• _What the task requires_: From the records below, please return each line that holds the word "PathBuf".

• _Data_:
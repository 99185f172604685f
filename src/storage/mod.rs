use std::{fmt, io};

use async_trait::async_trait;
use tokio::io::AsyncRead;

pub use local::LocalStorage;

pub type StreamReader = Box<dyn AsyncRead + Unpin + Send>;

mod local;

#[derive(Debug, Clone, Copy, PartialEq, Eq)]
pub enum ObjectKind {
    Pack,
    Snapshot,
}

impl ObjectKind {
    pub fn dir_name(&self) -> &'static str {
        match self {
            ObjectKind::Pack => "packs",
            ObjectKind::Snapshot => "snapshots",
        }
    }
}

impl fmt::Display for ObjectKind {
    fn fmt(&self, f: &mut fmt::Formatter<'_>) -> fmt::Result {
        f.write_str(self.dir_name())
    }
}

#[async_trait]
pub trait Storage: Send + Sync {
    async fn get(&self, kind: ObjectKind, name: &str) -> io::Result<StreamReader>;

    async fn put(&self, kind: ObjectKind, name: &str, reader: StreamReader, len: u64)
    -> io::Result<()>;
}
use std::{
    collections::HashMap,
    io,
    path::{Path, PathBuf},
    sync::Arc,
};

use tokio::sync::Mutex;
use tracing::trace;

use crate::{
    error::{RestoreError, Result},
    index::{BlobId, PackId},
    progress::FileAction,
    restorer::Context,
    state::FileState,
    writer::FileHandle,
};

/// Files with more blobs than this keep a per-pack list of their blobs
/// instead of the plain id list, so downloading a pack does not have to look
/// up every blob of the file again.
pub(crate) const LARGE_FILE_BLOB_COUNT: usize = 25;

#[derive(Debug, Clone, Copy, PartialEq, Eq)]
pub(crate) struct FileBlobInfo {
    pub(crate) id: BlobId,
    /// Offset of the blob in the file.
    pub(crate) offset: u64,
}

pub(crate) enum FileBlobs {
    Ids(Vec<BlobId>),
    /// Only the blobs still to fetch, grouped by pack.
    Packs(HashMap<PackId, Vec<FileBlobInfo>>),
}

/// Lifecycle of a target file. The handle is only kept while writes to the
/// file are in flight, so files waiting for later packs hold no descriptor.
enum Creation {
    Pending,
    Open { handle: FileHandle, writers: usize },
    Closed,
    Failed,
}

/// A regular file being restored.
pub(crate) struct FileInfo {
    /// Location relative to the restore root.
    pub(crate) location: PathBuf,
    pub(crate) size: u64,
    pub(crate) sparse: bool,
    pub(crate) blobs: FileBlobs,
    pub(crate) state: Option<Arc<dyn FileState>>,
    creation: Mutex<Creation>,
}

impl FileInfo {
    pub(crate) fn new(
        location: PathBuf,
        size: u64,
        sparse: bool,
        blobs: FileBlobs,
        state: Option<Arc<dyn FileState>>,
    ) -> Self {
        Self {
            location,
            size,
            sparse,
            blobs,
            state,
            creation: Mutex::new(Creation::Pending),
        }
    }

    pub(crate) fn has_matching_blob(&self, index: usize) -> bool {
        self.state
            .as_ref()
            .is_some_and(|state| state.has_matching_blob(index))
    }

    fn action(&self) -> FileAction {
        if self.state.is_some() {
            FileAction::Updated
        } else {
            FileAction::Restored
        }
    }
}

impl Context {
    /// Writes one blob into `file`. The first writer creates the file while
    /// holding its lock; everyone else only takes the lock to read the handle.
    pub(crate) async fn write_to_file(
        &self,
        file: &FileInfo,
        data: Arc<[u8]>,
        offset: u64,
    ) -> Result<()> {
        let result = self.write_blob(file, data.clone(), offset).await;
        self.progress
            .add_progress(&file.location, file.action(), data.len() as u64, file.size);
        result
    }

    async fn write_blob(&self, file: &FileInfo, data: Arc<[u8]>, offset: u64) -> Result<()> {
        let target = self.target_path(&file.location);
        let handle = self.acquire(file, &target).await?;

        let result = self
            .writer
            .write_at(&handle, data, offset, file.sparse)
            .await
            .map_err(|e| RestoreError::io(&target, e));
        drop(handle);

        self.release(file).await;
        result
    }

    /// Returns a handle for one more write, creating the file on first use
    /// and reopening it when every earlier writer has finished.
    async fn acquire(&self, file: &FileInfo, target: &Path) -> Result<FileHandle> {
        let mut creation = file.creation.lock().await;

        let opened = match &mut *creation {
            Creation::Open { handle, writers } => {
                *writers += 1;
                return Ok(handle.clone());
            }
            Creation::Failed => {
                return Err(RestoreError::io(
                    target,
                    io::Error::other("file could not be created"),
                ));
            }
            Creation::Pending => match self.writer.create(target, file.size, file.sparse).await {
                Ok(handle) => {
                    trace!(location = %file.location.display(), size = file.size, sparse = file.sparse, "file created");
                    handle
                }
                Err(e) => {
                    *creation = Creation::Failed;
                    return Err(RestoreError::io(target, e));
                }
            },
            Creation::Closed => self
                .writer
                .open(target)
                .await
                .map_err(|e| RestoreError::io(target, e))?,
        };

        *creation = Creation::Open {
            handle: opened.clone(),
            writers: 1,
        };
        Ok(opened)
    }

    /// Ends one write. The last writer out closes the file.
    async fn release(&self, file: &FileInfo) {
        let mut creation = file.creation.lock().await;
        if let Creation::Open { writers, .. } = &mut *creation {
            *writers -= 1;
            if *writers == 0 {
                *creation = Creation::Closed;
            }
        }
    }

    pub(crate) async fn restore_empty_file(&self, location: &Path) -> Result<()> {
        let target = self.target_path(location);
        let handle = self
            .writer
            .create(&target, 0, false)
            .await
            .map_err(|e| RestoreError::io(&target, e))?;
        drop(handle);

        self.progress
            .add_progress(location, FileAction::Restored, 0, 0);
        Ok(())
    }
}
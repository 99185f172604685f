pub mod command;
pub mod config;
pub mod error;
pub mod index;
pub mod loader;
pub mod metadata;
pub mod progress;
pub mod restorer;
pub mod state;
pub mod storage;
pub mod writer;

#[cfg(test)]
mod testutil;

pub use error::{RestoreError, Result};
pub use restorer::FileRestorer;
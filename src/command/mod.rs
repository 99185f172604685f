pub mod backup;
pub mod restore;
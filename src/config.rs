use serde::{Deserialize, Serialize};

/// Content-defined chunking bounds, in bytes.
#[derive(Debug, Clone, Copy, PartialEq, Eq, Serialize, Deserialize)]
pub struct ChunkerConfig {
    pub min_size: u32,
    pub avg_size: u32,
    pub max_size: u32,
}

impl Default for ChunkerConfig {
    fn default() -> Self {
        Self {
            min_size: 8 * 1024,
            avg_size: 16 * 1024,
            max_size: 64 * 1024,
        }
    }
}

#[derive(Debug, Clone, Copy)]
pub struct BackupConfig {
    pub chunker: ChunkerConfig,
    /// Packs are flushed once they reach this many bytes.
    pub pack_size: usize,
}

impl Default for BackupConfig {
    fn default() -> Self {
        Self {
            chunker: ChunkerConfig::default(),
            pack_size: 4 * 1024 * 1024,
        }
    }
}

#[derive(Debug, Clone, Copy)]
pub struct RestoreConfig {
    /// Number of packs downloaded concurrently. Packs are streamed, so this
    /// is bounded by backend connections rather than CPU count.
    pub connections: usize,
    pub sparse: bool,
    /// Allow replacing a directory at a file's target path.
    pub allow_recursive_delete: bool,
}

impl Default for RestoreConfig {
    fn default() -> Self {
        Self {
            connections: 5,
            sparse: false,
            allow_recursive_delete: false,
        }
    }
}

• _Response below_:
    path::{Path, PathBuf},
    pub(crate) location: PathBuf,
        location: PathBuf,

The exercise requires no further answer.